ANDREY
«Todos deviam ter um amigo que examinasse cadáveres.» Andrey riu-se sozinho. Talvez nem todos concordassem.
As pessoas naquela carreira específica encaixavam numa de duas categorias. Os primeiros eram os imitadores. Alguém que passasse os seus dias entre cadáveres poderia começar a parecer-se com os seus clientes. Basicamente, pálidos e mortiços. O segundo tipo tornava-se cada vez mais vigoroso e saudável. Eram otimistas com um sentido de humor muito específico. A única coisa que todos tinham em comum era uma propensão para bebida forte e, naquilo, Andrey poderia acompanhar qualquer uma das categorias. O trabalho ditava que estivessem juntos com frequência. Andrey, o médico-legista e cadáveres, cadáveres e mais cadáveres.
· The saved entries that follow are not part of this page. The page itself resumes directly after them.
//! mcp-wire - MCP registry browser
//!
//! Mirrors the registry's server catalog on disk, serves it instantly, and
//! refreshes it in the background without blocking readers.

pub mod cache;
pub mod client;
pub mod coordinator;
pub mod models;
pub mod paths;

pub use cache::{Cache, CacheError, SyncError, SyncMode, SyncObserver, SyncProgress};
pub use client::{ClientError, ListQuery, RegistryClient};
pub use coordinator::{SyncCoordinator, SyncPhase, SyncStatus};
pub use models::{ApiProblem, CacheStore, ServerPage, ServerRecord};
pub use paths::Paths;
Pasha pertencia à segunda categoria. Tinha três filhos e uma mulher muito pragmática que era proprietária de uma agência de viagens. Sustentava a família de modo discreto e adorava abertamente o seu marido, um tipo que passava o seu tempo a remexer nas tripas de mortos.
Andrey tinha passado pela morgue para ouvir o que Pasha tivesse descoberto, mas o médico-legista estava de saída. O seu filho do meio tinha um concerto da escola preparatória e esses horríveis concertos amadores («Perceberás quando tiveres filhos, pá») não podiam ser perdidos.
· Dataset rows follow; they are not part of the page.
//! Stateless HTTP client for the registry catalog API.

use std::error::Error;
use std::time::Duration;

use chrono::{DateTime, SecondsFormat, Utc};
use url::Url;
use serde::de::DeserializeOwned;

use crate::models::{ApiProblem, ServerPage, ServerRecord};

/// Page size used when the caller does not ask for one.
pub const DEFAULT_PAGE_LIMIT: u32 = 30;

/// Largest page size the registry accepts.
pub const MAX_PAGE_LIMIT: u32 = 100;

/// How much of a non-JSON error body is kept in a synthesized problem.
const BODY_SNIPPET_LEN: usize = 200;

fn build_http_client() -> Result<reqwest::blocking::Client, reqwest::Error> {
    reqwest::blocking::Client::builder()
        .user_agent(concat!("mcp-wire/", env!("CARGO_PKG_VERSION")))
        .timeout(Duration::from_secs(15))
        .build()
}

/// Parameters for one page request of the server listing.
#[derive(Debug, Clone, Default)]
pub struct ListQuery {
    /// Requested page size; clamped to `[1, 100]`, default 30.
    pub limit: Option<u32>,
    /// Opaque cursor from the previous page, passed through verbatim.
    pub cursor: Option<String>,
    /// Server-side substring filter.
    pub search: Option<String>,
    /// Only return records updated after this instant (incremental sync).
    pub updated_since: Option<DateTime<Utc>>,
}

/// Client for the registry's `v0.1` API. Stateless; every call is one request.
pub struct RegistryClient {
    http: reqwest::blocking::Client,
    base_url: Url,
}

impl RegistryClient {
    pub fn new(base_url: &str) -> Result<Self, ClientError> {
        let base_url = Url::parse(base_url.trim_end_matches('/'))
            .map_err(|_| ClientError::BadBaseUrl(base_url.to_string()))?;
        if base_url.cannot_be_a_base() {
            return Err(ClientError::BadBaseUrl(base_url.to_string()));
        }
        let http = build_http_client().map_err(ClientError::HttpClient)?;
        Ok(Self { http, base_url })
    }

    /// Fetch one page of the latest-version server listing.
    pub fn list_servers(&self, query: &ListQuery) -> Result<ServerPage, ClientError> {
        let mut url = self.endpoint(&["v0.1", "servers"])?;
        let limit = query.limit.unwrap_or(DEFAULT_PAGE_LIMIT).clamp(1, MAX_PAGE_LIMIT);
        {
            let mut pairs = url.query_pairs_mut();
            pairs.append_pair("version", "latest");
            pairs.append_pair("limit", &limit.to_string());
            if let Some(cursor) = query.cursor.as_deref().filter(|c| !c.is_empty()) {
                pairs.append_pair("cursor", cursor);
            }
            if let Some(search) = query.search.as_deref().filter(|s| !s.trim().is_empty()) {
                pairs.append_pair("search", search);
            }
            if let Some(since) = query.updated_since {
                pairs.append_pair(
                    "updated_since",
                    &since.to_rfc3339_opts(SecondsFormat::Secs, true),
                );
            }
        }
        self.get_json(url)
    }

    /// Fetch the latest version of a single server by name.
    ///
    /// Names contain a `/` (e.g. `io.github.example/weather`), so the name is
    /// sent as a single percent-encoded path segment.
    pub fn get_server(&self, name: &str) -> Result<ServerRecord, ClientError> {
        let name = name.trim();
        if name.is_empty() {
            return Err(ClientError::EmptyName);
        }
        let url = self.endpoint(&["v0.1", "servers", name, "versions", "latest"])?;
        self.get_json(url)
    }

    fn endpoint(&self, segments: &[&str]) -> Result<Url, ClientError> {
        let mut url = self.base_url.clone();
        {
            let mut parts = url
                .path_segments_mut()
                .map_err(|_| ClientError::BadBaseUrl(self.base_url.to_string()))?;
            parts.pop_if_empty();
            parts.extend(segments);
        }
        Ok(url)
    }

    fn get_json<T: DeserializeOwned>(&self, url: Url) -> Result<T, ClientError> {
        let resp = self
            .http
            .get(url)
            .header(reqwest::header::ACCEPT, "application/json")
            .send()
            .map_err(ClientError::Transport)?;

        let status = resp.status();
        if !status.is_success() {
            let body = resp.text().unwrap_or_default();
            return Err(ClientError::Api(problem_from_response(
                status.as_u16(),
                &body,
            )));
        }

        let body = resp.text().map_err(ClientError::Transport)?;
        serde_json::from_str(&body).map_err(ClientError::Decode)
    }
}

/// Map a non-2xx response to a structured problem.
///
/// Prefers the registry's `application/problem+json` body; falls back to a
/// synthesized problem built from the status code and a body snippet.
fn problem_from_response(status: u16, body: &str) -> ApiProblem {
    if let Ok(mut problem) = serde_json::from_str::<ApiProblem>(body) {
        if problem.title.is_some() || problem.detail.is_some() || problem.problem_type.is_some() {
            if problem.status.is_none() {
                problem.status = Some(status);
            }
            return problem;
        }
    }

    let trimmed = body.trim();
    let detail = if trimmed.is_empty() {
        None
    } else {
        Some(truncate_snippet(trimmed))
    };
    ApiProblem {
        title: Some(format!("HTTP {}", status)),
        status: Some(status),
        detail,
        ..ApiProblem::default()
    }
}

fn truncate_snippet(body: &str) -> String {
    if body.chars().count() <= BODY_SNIPPET_LEN {
        return body.to_string();
    }
    let mut snippet: String = body.chars().take(BODY_SNIPPET_LEN).collect();
    snippet.push_str("...");
    snippet
}

#[derive(Debug)]
pub enum ClientError {
    /// Rejected before any request was made.
    EmptyName,
    BadBaseUrl(String),
    HttpClient(reqwest::Error),
    /// Connection, DNS or timeout failure; no response was decoded.
    Transport(reqwest::Error),
    /// The registry answered with a non-2xx status.
    Api(ApiProblem),
    Decode(serde_json::Error),
}

impl ClientError {
    /// The structured registry error, when the failure was a non-2xx reply.
    pub fn api_problem(&self) -> Option<&ApiProblem> {
        match self {
            ClientError::Api(p) => Some(p),
            _ => None,
        }
    }
}

impl std::fmt::Display for ClientError {
    fn fmt(&self, f: &mut std::fmt::Formatter<'_>) -> std::fmt::Result {
        match self {
            ClientError::EmptyName => write!(f, "Server name is empty"),
            ClientError::BadBaseUrl(url) => write!(f, "Invalid registry URL: {}", url),
            ClientError::HttpClient(e) => write!(f, "HTTP client error: {}", e),
            ClientError::Transport(e) => {
                write!(f, "Registry request failed: {}", e)?;
                let mut source: Option<&(dyn Error + '_)> = e.source();
                while let Some(s) = source {
                    write!(f, "\n  Caused by: {}", s)?;
                    source = s.source();
                }
                Ok(())
            }
            ClientError::Api(problem) => write!(f, "Registry error: {}", problem),
            ClientError::Decode(e) => write!(f, "Failed to parse registry response: {}", e),
        }
    }
}

impl std::error::Error for ClientError {}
Mas, antes de partir, Pasha disse-lhe que a causa da morte tinha sido afogamento. Era o primeiro facto. Além disso, o cadáver tinha congelado. O tipo podia não ter morrido apenas dias antes, como a condição dos tecidos moles parecia indicar. Esse era o segundo facto.
– Espera! – Andrey segurou-o pela manga. – Congelado como? Estamos no verão!
– Larga-me! – Pasha libertou-se da mão de Andrey. Correndo pela porta fora, respondeu com um falsete cantado. – Amanhã, amanhã, e não hoje, como dizem os preguiçosos!
E deixou Andrey sozinho na morgue, esfregando com irritação a cana do nariz.